Task directions: If a line in the material below has the word "CancellationToken", copy it.

Data records:

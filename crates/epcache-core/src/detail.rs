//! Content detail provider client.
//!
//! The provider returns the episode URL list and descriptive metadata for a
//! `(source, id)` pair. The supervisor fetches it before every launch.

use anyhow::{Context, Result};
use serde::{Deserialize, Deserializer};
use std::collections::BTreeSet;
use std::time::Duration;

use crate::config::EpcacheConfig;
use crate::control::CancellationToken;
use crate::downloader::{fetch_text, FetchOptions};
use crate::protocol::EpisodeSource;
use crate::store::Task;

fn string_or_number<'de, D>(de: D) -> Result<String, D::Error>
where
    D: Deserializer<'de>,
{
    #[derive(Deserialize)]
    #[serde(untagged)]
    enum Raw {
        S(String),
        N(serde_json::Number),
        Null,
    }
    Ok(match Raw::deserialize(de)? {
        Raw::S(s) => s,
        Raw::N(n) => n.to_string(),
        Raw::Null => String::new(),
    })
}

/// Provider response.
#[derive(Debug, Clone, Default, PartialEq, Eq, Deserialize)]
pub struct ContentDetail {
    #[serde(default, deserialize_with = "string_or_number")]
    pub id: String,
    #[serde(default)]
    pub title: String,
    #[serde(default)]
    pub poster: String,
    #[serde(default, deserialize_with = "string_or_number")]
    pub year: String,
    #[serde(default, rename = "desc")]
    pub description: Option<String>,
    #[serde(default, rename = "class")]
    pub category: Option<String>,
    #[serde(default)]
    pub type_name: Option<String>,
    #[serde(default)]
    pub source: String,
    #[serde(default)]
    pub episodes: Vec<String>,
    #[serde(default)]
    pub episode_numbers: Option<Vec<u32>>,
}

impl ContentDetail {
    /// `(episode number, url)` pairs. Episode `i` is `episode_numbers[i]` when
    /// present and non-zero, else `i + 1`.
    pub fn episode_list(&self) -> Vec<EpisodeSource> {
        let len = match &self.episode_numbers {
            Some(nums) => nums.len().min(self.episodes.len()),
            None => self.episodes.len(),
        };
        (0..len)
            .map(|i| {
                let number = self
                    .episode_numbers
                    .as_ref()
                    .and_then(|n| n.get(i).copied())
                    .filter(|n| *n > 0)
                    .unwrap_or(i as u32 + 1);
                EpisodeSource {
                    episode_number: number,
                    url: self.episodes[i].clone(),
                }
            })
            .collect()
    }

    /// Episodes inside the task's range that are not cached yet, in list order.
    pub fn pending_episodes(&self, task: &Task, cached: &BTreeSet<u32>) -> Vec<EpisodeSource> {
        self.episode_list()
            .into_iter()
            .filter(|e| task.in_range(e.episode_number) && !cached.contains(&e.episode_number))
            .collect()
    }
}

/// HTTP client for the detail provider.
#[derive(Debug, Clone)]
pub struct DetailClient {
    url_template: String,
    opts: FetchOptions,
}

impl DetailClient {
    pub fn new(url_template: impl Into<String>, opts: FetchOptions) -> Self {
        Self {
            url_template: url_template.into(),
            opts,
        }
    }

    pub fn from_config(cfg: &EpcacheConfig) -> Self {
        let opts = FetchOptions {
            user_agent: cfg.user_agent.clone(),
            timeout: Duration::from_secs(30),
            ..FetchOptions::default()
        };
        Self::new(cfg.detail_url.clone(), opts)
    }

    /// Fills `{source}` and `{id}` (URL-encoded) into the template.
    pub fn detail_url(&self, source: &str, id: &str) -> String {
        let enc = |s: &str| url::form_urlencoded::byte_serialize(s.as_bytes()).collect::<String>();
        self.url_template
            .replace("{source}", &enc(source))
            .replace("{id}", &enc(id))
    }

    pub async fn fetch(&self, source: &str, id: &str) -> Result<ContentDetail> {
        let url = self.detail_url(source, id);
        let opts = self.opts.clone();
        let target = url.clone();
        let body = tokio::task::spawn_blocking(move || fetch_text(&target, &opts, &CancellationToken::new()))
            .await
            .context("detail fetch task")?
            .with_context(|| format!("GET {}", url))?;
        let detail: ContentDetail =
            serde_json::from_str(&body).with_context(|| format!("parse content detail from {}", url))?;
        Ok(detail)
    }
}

Result of the task:
use crate::control::CancellationToken;
        let body = tokio::task::spawn_blocking(move || fetch_text(&target, &opts, &CancellationToken::new()))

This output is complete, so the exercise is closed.